Jika ditelisik lebih dalam, bukankah dalih para mantan aktivis hijrah ke dalam partai politik dengan tujuan kepentingan politik? Ada juga alasan mendasar tentunya dengan terjun ke dunia politik di depan mereka telah menjanjikan sumber daya ekonomi yang melimpah dan sumber daya politik yang besar.
Sebenarnya niat para mantan aktivis itu tidak serta merta bisa disalahkan begitu saja sebab itu merupakan bagian hak asasi mereka. Namun ada sebuah keprihatinan bagi kalangan aktivis “minoritas” yang menafsirkan bahwa kondisi politik nasional terkini telah mengalami pergeseran dan senantiasa terjangkit virus money politic.
Kini, jabatan berupa kursi kepemimpinan memang sedang asyik diperebutkan lewat pemilu yang digelar tahun mendatang, sehingga yang terjadi jabatan bukan lagi menjadi amanah untuk membela kepentingan rakyat namun sebaliknya jabatan bisa saja diartikan untuk menyengsarakan rakyat. Apa sebab? Konon janjinya berjuang atas nama rakyat tetapi nyatanya jabatan dijadikan alat untuk membahagiakan keluarga, kelompok dan kepentingan partainya saja.
Wong cilik hanyalah dijadikan slogan saat kampanye berlangsung. Parahnya, rakyat kecil hanya dijadikan alat politis untuk meraih suara dalam pemilu. Sehingga yang terjadi para elit politik dari mantan aktivis itu juga bertindak semena-mena terlibat korupsi, tidak memihak rakyat, dan lain sebagainya.
Boleh dikata, mereka yang selama ini telah berjasa menumbangkan rezim yang berkuasa ternyata kini telah mengingkari nurani yang dulunya selalu digembor-gemborkan. Ironis bukan?
Kegelisahan itu terlihat saat hijrah ke jurang politik praktis. Bisa saja sebelum mereka terjun ke lembah politik praktis akan siap memperjuangkan kepentingan rakyat, namun, ketika telah duduk di kursi empuk barangkali mereka akan lupa dengan janji-janji mereka.
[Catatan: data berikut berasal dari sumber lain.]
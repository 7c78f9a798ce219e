use std::env;

use covid_dashboard::{app, loader};

/// Default location of the case record spreadsheet, relative to the working
/// directory. One optional positional argument overrides it.
const DATA_FILE: &str = "state_wise_daily data file.xlsx";

/// Main entry point for the dashboard server
///
/// Loads the case record table, then hands it to the web application. A load
/// failure is fatal: the process exits before the server starts.
#[tokio::main]
async fn main() -> Result<(), Box<dyn std::error::Error>> {
    env_logger::init();

    let args: Vec<String> = env::args().collect();
    let data_file = args.get(1).map(String::as_str).unwrap_or(DATA_FILE);

    let table = match loader::load_table(data_file) {
        Ok(table) => table,
        Err(e) => {
            log::error!("could not load case records from `{}`: {}", data_file, e);
            std::process::exit(1);
        }
    };
    log::info!("loaded {} case records from `{}`", table.len(), data_file);

    // Start the web application
    app::run(table).await
}
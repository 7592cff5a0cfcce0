use std::io::Write;
use tracing::info;

/// Completion cue: terminal bell plus an optional notification line.
#[derive(Debug, Clone, Copy)]
pub struct CompletionAlert {
    pub chime: bool,
    pub notify: bool,
}

impl CompletionAlert {
    #[must_use]
    pub const fn silent() -> Self {
        Self {
            chime: false,
            notify: false,
        }
    }

    pub fn fire(&self, minutes: u32) {
        if self.chime {
            let mut out = std::io::stdout();
            let _ = out.write_all(b"\x07");
            let _ = out.flush();
        }
        if self.notify {
            info!(minutes, "Focus session complete");
            eprintln!("\nFocus session complete: {minutes} minute(s)");
        }
    }
}

impl From<&crate::config::TimerConfig> for CompletionAlert {
    fn from(config: &crate::config::TimerConfig) -> Self {
        Self {
            chime: config.chime,
            notify: config.notifications,
        }
    }
}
Sekali lagi, apapun alasan dan juga dalihnya sah-sah saja, para mantan aktivis itu menjerumuskan diri dalam politik praktis. Sebab, itu merupakan hak politik bagi warga negara Indonesia. Keputusan mereka terjun ke ranah politik dinilai penting bagi kaderisasi kepemimpinan negeri ini.
Dalam sistem politik yang serba terbuka saat ini, perbaikan peri kehidupan berbangsa dan bernegara tidak hanya cukup dilakukan dengan berdemonstrasi ataupun lewat kritik. Tetapi dibutuhkan sejumlah orang berkualitas yang nantinya akan memperbaiki nasib republik ini.
Disisi lain, bergabungnya para aktivis dalam daftar caleg juga menguntungkan parpol pengusungnya. Para aktivis itu dapat menutup sejumlah aib parpol di masa lalu. Bahkan, parpol itu dapat dinilai reformis sebab menjanjikan perubahan.
Citra itu tentu dibutuhkan untuk meraih perolehan suara di Pemilu 2009 mendatang. Sehingga, mantan aktivis juga mempunyai beban lebih karena memiliki tanggung jawab sejarah terhadap apa yang telah mereka pernah perjuangkan.
Nah, ibarat nasi telah menjadi bubur, keterlibatan mantan aktivis terjerumus dalam politik praktis tidak dapat dielakkan lagi. Kita hanya bisa berharap mereka kelak tetap berjuang memperjuangkan nasib rakyat kecil.